(March 19) WASHINGTON, D.C. — Companies selling food safety and security are doing well in this new era of extreme food insecurity.

That could be seen at the Food Safety Summit sponsored by the National Food Processors Association and the National Restaurant Association. This relatively new show has grown to 1,500 attendees and 150 exhibitors for the fourth summit. Key speakers were Tom Ridge, homeland security director under President Bush, and Lester Crawford, the new deputy commissioner of the Food and Drug Administration, the de facto head of the agency in the absence of a commissioner.

“We’re proud to have one of our own heading FDA,” said John Cady, president of the NFPA.

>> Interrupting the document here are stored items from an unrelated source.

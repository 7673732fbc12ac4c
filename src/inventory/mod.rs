pub mod handlers;
pub mod status;

use axum::routing::{get, post, put};
use axum::Router;

use crate::state::AppState;

pub fn router() -> Router<AppState> {
    Router::new()
        .route("/inventory", get(handlers::list_inventory))
        .route("/inventory/item", post(handlers::add_food_item))
        .route(
            "/inventory/item/:id",
            put(handlers::update_food_item).delete(handlers::delete_food_item),
        )
}
use crate::state::AppState;
use axum::routing::{get, post};
use axum::Router;

mod dto;
pub mod handlers;
pub mod repo;
pub mod services;

pub fn router() -> Router<AppState> {
    Router::new()
        .route("/auth/register", post(handlers::register))
        .route("/auth/login", post(handlers::login))
        .route("/auth/refresh", post(handlers::refresh))
        .route("/me", get(handlers::get_me))
}
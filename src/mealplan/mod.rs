pub mod dto;
pub mod handlers;
pub mod services;
pub mod templates;
pub mod week;

use axum::routing::{delete, get, post};
use axum::Router;

use crate::state::AppState;

pub fn router() -> Router<AppState> {
    Router::new()
        .route(
            "/mealplan",
            get(handlers::get_mealplan).put(handlers::save_mealplan),
        )
        .route(
            "/mealplan/entries/:user_id/:week_start",
            get(handlers::get_entries),
        )
        .route("/mealplan/copy", post(handlers::copy_mealplan))
        .route(
            "/mealplan/:user_id/:week_start",
            delete(handlers::delete_mealplan),
        )
        .route("/mealplan/generic", get(handlers::generic_recipes))
        .route(
            "/mealplan/suggested/:user_id",
            get(handlers::suggested_recipes),
        )
        .route("/mealplan/custom", post(handlers::create_custom_recipe))
        .route("/mealplan/custom/:user_id", get(handlers::custom_recipes))
        .route(
            "/mealplan/templates",
            post(templates::save_template).get(templates::list_templates),
        )
        .route(
            "/mealplan/templates/id/:id",
            delete(templates::delete_template),
        )
        .route("/mealplan/templates/apply", post(templates::apply_template))
}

Crawford formerly served as NFPA vice president and also headed agencies at both FDA and USDA.

The federal government, Ridge said, is taking the security and safety threat seriously and is in the process of giving USDA $330 million more and FDA $161 million more to enhance food safety.

Ridge said both FDA and USDA are members of the government’s homeland security council.

Crawford said the safety and security challenge is growing.

“We have five times the number of pathogens we had 50 years ago,” he said.

He said some of the bugs are nastier and harder to deal with than in the past, including variants of existing pathogens he describes as worrisome.

Sen. Pat Roberts, R-Kan., sounded a warning that the threat to the food supply is real, and that plant and animal diseases could be deliberately introduced into the U.S.

“We need to upgrade security now,” he said.

He said the risk is high, but the threat may have been lessened through heightened awareness and vigilance.

Roberts has sponsored legislation that would spend millions more for biosecurity and to upgrade protection of facilities.